I'm going to skip the chorus for a second and move to the second verse:There's a young man in a T-shirt
Listenin' to a rock-and-roll station
He's got greasy hair, greasy smile
He says, "Lord this must be my destination."
'Cause they told me when I was younger
"Boy you're gonna be president."
But just like everything else those old crazy dreams
Just kinda came and went
If the first verse fits easily into a common social commentary (the blight of black America), the second does not. What do we make of this "young man in a T-shirt"? On the one hand, he's got "greasy hair" and a "greasy smile," suggesting both that he is probably of working class background (grease here being both a hair style and also a suggestion of "grease monkey" or gas engines), and possibly that there's something "greasy," slippery, or self-serving about him. But what do we learn about him? Little. Just a certain nostalgia ("those old crazy dreams") and the fact that he's stayed put -- perhaps he thought he'd break out of his small town once and yet he didn't, for whatever reason. So he puts a positive spin on it: "Lord this must be my destination."

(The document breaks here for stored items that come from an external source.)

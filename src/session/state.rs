//! Session lifecycle state machine
//!
//! All transitions are short synchronous methods called under the
//! connection's state lock, either by event handlers on the reader task or
//! by the facade between requests. Nothing here performs I/O.

use serde::Serialize;
use std::collections::{HashMap, HashSet};

use crate::common::{Error, Result};
use crate::dap::{Capabilities, Scope, StackFrame, StoppedEventBody, Variable};

/// Session lifecycle state
#[derive(Debug, Clone, Copy, PartialEq, Eq, Serialize)]
#[serde(rename_all = "lowercase")]
pub enum SessionState {
    /// Adapter spawned, initialize not yet acknowledged
    Uninitialized,
    /// Capabilities known; breakpoints may be staged
    Initialized,
    /// Launch configured, program not yet reported running
    Launched,
    /// Program is running
    Running,
    /// Program has stopped (breakpoint, step, exception, pause)
    Paused,
    /// Session is over; absorbing
    Terminated,
}

impl std::fmt::Display for SessionState {
    fn fmt(&self, f: &mut std::fmt::Formatter<'_>) -> std::fmt::Result {
        match self {
            Self::Uninitialized => write!(f, "uninitialized"),
            Self::Initialized => write!(f, "initialized"),
            Self::Launched => write!(f, "launched"),
            Self::Running => write!(f, "running"),
            Self::Paused => write!(f, "paused"),
            Self::Terminated => write!(f, "terminated"),
        }
    }
}

/// Execution-resuming request kinds
#[derive(Debug, Clone, Copy, PartialEq, Eq, Serialize)]
#[serde(rename_all = "snake_case")]
pub enum ResumeKind {
    Continue,
    StepOver,
    StepIn,
    StepOut,
}
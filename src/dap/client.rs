//! Connection to a debug adapter
//!
//! One reader task owns the adapter's output stream. Responses are routed to
//! the pending table, events to the subscribed handlers, both under the same
//! state lock the callers use. Requests are written through a separate async
//! writer lock so a slow pipe never blocks state access.

use std::path::Path;
use std::process::Stdio;
use std::sync::atomic::{AtomicBool, Ordering};
use std::sync::{Arc, Mutex, MutexGuard};
use std::time::Duration;

use futures_util::StreamExt;
use serde::de::DeserializeOwned;
use serde_json::Value;
use tokio::io::{AsyncRead, AsyncWrite, BufReader, BufWriter};
use tokio::process::{Child, Command};
use tokio::sync::watch;
use tokio::task::JoinHandle;

use super::codec;
use super::correlator::{PendingTable, Waiter};
use super::events::{EventDispatcher, Flow};
use super::types::{Event, ProtocolMessage, RequestMessage};
use crate::common::{Error, Result};

type BoxedWriter = BufWriter<Box<dyn AsyncWrite + Send + Unpin>>;

/// State shared between callers and the reader task
///
/// The implementor owns the pending table and decides what "closed" means.
/// Every method runs under the connection's state lock and must not block.
pub trait ConnectionState: Send + 'static {
    /// Cheap view published to watchers after every mutation
    type Snapshot: Clone + Send + Sync + 'static;

    fn pending(&mut self) -> &mut PendingTable;

    /// Why new requests are refused, if they are
    fn closed_reason(&self) -> Option<String>;

    /// The adapter stream ended or became unreadable
    fn connection_lost(&mut self, reason: &str);

    fn snapshot(&self) -> Self::Snapshot;
}

struct Inner<C> {
    ctx: C,
    dispatcher: EventDispatcher<C>,
}

struct Shared<C: ConnectionState> {
    inner: Mutex<Inner<C>>,
    writer: tokio::sync::Mutex<BoxedWriter>,
    snapshot: watch::Sender<C::Snapshot>,
    connected: AtomicBool,
}

impl<C: ConnectionState> Shared<C> {
    fn lock(&self) -> MutexGuard<'_, Inner<C>> {
        // State mutations are short and panic-free; recover from poison
        self.inner.lock().unwrap_or_else(|e| e.into_inner())
    }

    fn publish(&self, inner: &Inner<C>) {
        self.snapshot.send_replace(inner.ctx.snapshot());
    }

    fn route(&self, message: ProtocolMessage) {
        match message {
            ProtocolMessage::Response(response) => {
                tracing::debug!(
                    request_seq = response.request_seq,
                    command = %response.command,
                    success = response.success,
                    "DAP <<< response"
                );
                let mut inner = self.lock();
                inner.ctx.pending().complete(response);
            }
            ProtocolMessage::Event(message) => {
                tracing::debug!(seq = message.seq, event = %message.event, "DAP <<< event");
                let event = Event::from_message(&message);
                let mut guard = self.lock();
                let inner = &mut *guard;
                inner.dispatcher.dispatch(&mut inner.ctx, &event);
                self.publish(inner);
            }
            ProtocolMessage::Request(request) => {
                tracing::warn!(
                    seq = request.seq,
                    command = %request.command,
                    "Ignoring reverse request from adapter"
                );
            }
        }
    }

    fn connection_lost(&self, reason: &str) {
        let mut guard = self.lock();
        self.connected.store(false, Ordering::Release);
        let inner = &mut *guard;
        inner.ctx.connection_lost(reason);
        inner.dispatcher.clear();
        self.publish(inner);
    }
}

/// DAP client for communicating with a debug adapter
pub struct DapClient<C: ConnectionState> {
    shared: Arc<Shared<C>>,
    reader_task: Mutex<Option<JoinHandle<()>>>,
    adapter: Mutex<Option<Child>>,
}
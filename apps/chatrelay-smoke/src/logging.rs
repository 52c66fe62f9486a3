//! Tracing/logging bootstrap for the smoke binary.

use std::env;

use tracing_subscriber::EnvFilter;

const DEFAULT_FILTER: &str = "info,chatrelay_session=debug";

/// Initialize the global tracing subscriber with severity gating from the
/// environment.
///
/// Precedence:
/// 1) `RUST_LOG`
/// 2) `CHATRELAY_LOG`
/// 3) internal default filter
pub fn init() {
    let env_filter = filter_from_env();
    let _ = tracing_subscriber::fmt()
        .with_target(true)
        .with_env_filter(env_filter)
        .try_init();
}

fn filter_from_env() -> EnvFilter {
    if let Ok(filter) = EnvFilter::try_from_default_env() {
        return filter;
    }

    if let Some(value) = env::var("CHATRELAY_LOG")
        .ok()
        .filter(|v| !v.trim().is_empty())
    {
        if let Ok(filter) = EnvFilter::try_new(value) {
            return filter;
        }
    }

    EnvFilter::new(DEFAULT_FILTER)
}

So we have these two snapshots of people. Nothing happens. There is no event. The song is a glimpse into these small-town American lives, whittled down to a verse in a three-minute pop song. So, a lot turns on the chorus of the song, and the commentary in the third verse. Here's the chorus:Oh but ain't that America for you and me
Ain't that America somethin' to see baby
Ain't that America home of the free
Little pink houses for you and me
So, these snapshots, these little anecdotes: "Ain't that America"? Bundled up here are the "for you and me" from Woody Guthrie's "This Land is Your Land," and the patriotic "home of the free." I think the "somethin' to see" line is very midwestern, from the part of America where vacations are road trips, consisting of roadside attractions, diversions, "somethin' to see." And then there's what it all adds up to: "Little pink houses for you and me." What is the attitude of that line? That's the key to the song. There is some irony, some deflation in it. It is the American dream, but it's a diminished American dream, a plastic, cheap, kitsch American dream. But as much as pink suggests sentimentalized kitsch, it also suggests a touch of color. These are not beige houses. So the tone is a little complicated.

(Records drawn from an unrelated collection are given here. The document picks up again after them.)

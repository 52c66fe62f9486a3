use std::{
    collections::HashMap,
    sync::{Arc, RwLock},
};

use async_trait::async_trait;
use chatrelay_core::ResponsePolicy;
use thiserror::Error;

/// Errors surfaced by sync-store operations.
#[derive(Debug, Error, Clone, PartialEq, Eq)]
pub enum SyncStoreError {
    #[error("sync store unavailable: {0}")]
    Unavailable(String),
    #[error("sync store backend failure: {0}")]
    Backend(String),
}

/// External policy/persistence collaborator.
///
/// Supplies the group-response configuration and accepts best-effort
/// contact updates while messages are routed.
#[async_trait]
pub trait SyncStore: Send + Sync {
    /// Read the `(respond_to_groups, only_if_mentioned)` policy flags.
    async fn respond_to_groups_config(&self) -> Result<ResponsePolicy, SyncStoreError>;

    /// Upsert a contact seen in inbound traffic.
    async fn sync_contact(&self, id: &str, name: &str, phone: &str) -> Result<(), SyncStoreError>;
}

/// Contact record held by [`InMemorySyncStore`].
#[derive(Debug, Clone, PartialEq, Eq)]
pub struct ContactRecord {
    pub name: String,
    pub phone: String,
}

/// In-memory sync store for tests and the smoke binary.
#[derive(Clone, Default)]
pub struct InMemorySyncStore {
    policy: Arc<RwLock<ResponsePolicy>>,
    contacts: Arc<RwLock<HashMap<String, ContactRecord>>>,
}

impl InMemorySyncStore {
    pub fn new(policy: ResponsePolicy) -> Self {
        Self {
            policy: Arc::new(RwLock::new(policy)),
            contacts: Arc::default(),
        }
    }

    pub fn set_policy(&self, policy: ResponsePolicy) {
        *self.policy.write().unwrap_or_else(|e| e.into_inner()) = policy;
    }

    pub fn contact(&self, id: &str) -> Option<ContactRecord> {
        self.contacts
            .read()
            .unwrap_or_else(|e| e.into_inner())
            .get(id)
            .cloned()
    }
}

#[async_trait]
impl SyncStore for InMemorySyncStore {
    async fn respond_to_groups_config(&self) -> Result<ResponsePolicy, SyncStoreError> {
        Ok(*self.policy.read().unwrap_or_else(|e| e.into_inner()))
    }

    async fn sync_contact(&self, id: &str, name: &str, phone: &str) -> Result<(), SyncStoreError> {
        self.contacts
            .write()
            .unwrap_or_else(|e| e.into_inner())
            .insert(
                id.to_owned(),
                ContactRecord {
                    name: name.to_owned(),
                    phone: phone.to_owned(),
                },
            );
        Ok(())
    }
}
use crate::{error::ClientError, types::ConnectionState};

/// Connection lifecycle state machine.
///
/// Holds exactly one [`ConnectionState`] at any instant and only moves
/// between states through the methods below. Callers fan the returned state
/// out to the state-change callback; methods returning `Option` yield `None`
/// when the event is a no-op for the current state (no callback fires).
#[derive(Debug, Clone)]
pub struct SessionStateMachine {
    state: ConnectionState,
}

impl Default for SessionStateMachine {
    fn default() -> Self {
        Self {
            state: ConnectionState::Disconnected,
        }
    }
}

impl SessionStateMachine {
    pub fn state(&self) -> ConnectionState {
        self.state
    }

    /// Start a connect attempt. Fails without side effect when a connection
    /// is already established.
    pub fn begin_connect(&mut self) -> Result<ConnectionState, ClientError> {
        match self.state {
            ConnectionState::Disconnected | ConnectionState::Error => {
                self.state = ConnectionState::Connecting;
                Ok(self.state)
            }
            _ => Err(ClientError::AlreadyConnected),
        }
    }

    /// Resolve an in-flight connect attempt.
    ///
    /// Moves straight to `LoggedIn` when the stored credentials are still
    /// valid, otherwise to `Connected`.
    pub fn connect_succeeded(&mut self, logged_in: bool) -> Result<ConnectionState, ClientError> {
        if self.state != ConnectionState::Connecting {
            return Err(ClientError::invalid_transition(self.state, "finish connect"));
        }
        self.state = if logged_in {
            ConnectionState::LoggedIn
        } else {
            ConnectionState::Connected
        };
        Ok(self.state)
    }

    /// Fail an in-flight connect attempt.
    pub fn connect_failed(&mut self) -> ConnectionState {
        self.state = ConnectionState::Error;
        self.state
    }

    /// A pairing code arrived on the pairing channel.
    ///
    /// Returns `Ok(None)` when the session was already in `QrPending`;
    /// subsequent codes refresh the code without a new transition.
    pub fn pairing_code(&mut self) -> Result<Option<ConnectionState>, ClientError> {
        match self.state {
            ConnectionState::Connected => {
                self.state = ConnectionState::QrPending;
                Ok(Some(self.state))
            }
            ConnectionState::QrPending => Ok(None),
            state => Err(ClientError::invalid_transition(state, "receive pairing code")),
        }
    }

    /// The device was paired; the session is authenticated.
    pub fn paired(&mut self) -> Result<ConnectionState, ClientError> {
        match self.state {
            ConnectionState::Connected | ConnectionState::QrPending => {
                self.state = ConnectionState::LoggedIn;
                Ok(self.state)
            }
            state => Err(ClientError::invalid_transition(state, "pair")),
        }
    }

    /// The pairing window closed without a scan; the transport connection
    /// itself is still up. `None` when no code had been issued yet.
    pub fn pairing_failed(&mut self) -> Option<ConnectionState> {
        if self.state == ConnectionState::QrPending {
            self.state = ConnectionState::Connected;
            return Some(self.state);
        }
        None
    }

    /// Unsolicited `Connected` event from the transport.
    ///
    /// A no-op while `Connecting`: the in-flight connect call resolves that
    /// state itself.
    pub fn remote_connected(&mut self) -> Option<ConnectionState> {
        match self.state {
            ConnectionState::Disconnected | ConnectionState::Error => {
                self.state = ConnectionState::Connected;
                Some(self.state)
            }
            _ => None,
        }
    }

    /// Unsolicited disconnect or remote logout.
    pub fn remote_disconnected(&mut self) -> Option<ConnectionState> {
        if self.state == ConnectionState::Disconnected {
            return None;
        }
        self.state = ConnectionState::Disconnected;
        Some(self.state)
    }

    /// Caller-requested logout. Requires an authenticated session.
    pub fn logged_out(&mut self) -> Result<ConnectionState, ClientError> {
        if self.state != ConnectionState::LoggedIn {
            return Err(ClientError::NotLoggedIn);
        }
        self.state = ConnectionState::Disconnected;
        Ok(self.state)
    }

    /// Force `Disconnected` regardless of the current state.
    pub fn close(&mut self) -> ConnectionState {
        self.state = ConnectionState::Disconnected;
        self.state
    }
}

And then we have the third verse, which is different than the first two:Well there's people and more people
What do they know know know
Go to work in some high rise
And vacation down at the Gulf of Mexico
Ooh yeah
And there's winners and there's losers
But they ain't no big deal
'Cause the simple man baby pays for thrills, the bills,
and the pills that kill
In the first two verses, we have snapshots of individual characters - people we can picture in our minds. In the third verse, we have this commentary. There is no "I" in the song, and for the first two verses, we get little sense of a speaker as a character, just an observer. But here, we get the speaker's attitude, still in that midwestern voice. "There's people and more people" and "what do they know"? Who are these people? There are a lot of them. And they work in high rises and vacation at resorts, taking plane rides to places they probably don't see, skipping over all the people on the ground on the way to get there. These are not the same sort of people we saw in verse one and two. For one, they are faceless. And for two, they are likely from the big cities, the coasts. And the line "what do they know" suggests that what they don't know is the everyday lives of the characters in the first two verses. The lines "there's winners and there's losers / but they ain't no big deal" (is it "they" or "that"?) are an explanation: the societal divide, the us vs. them. And then, at the end, you get the populist "simple man" who is on the hook for it all: the "thrills," the "bills" and the "pills that kill." And then the chorus repeats: "Ain't that America." So the song is an attempt to de-mythologize America and the American dream and to point out that there are people who fall by the wayside, and that's the way it is.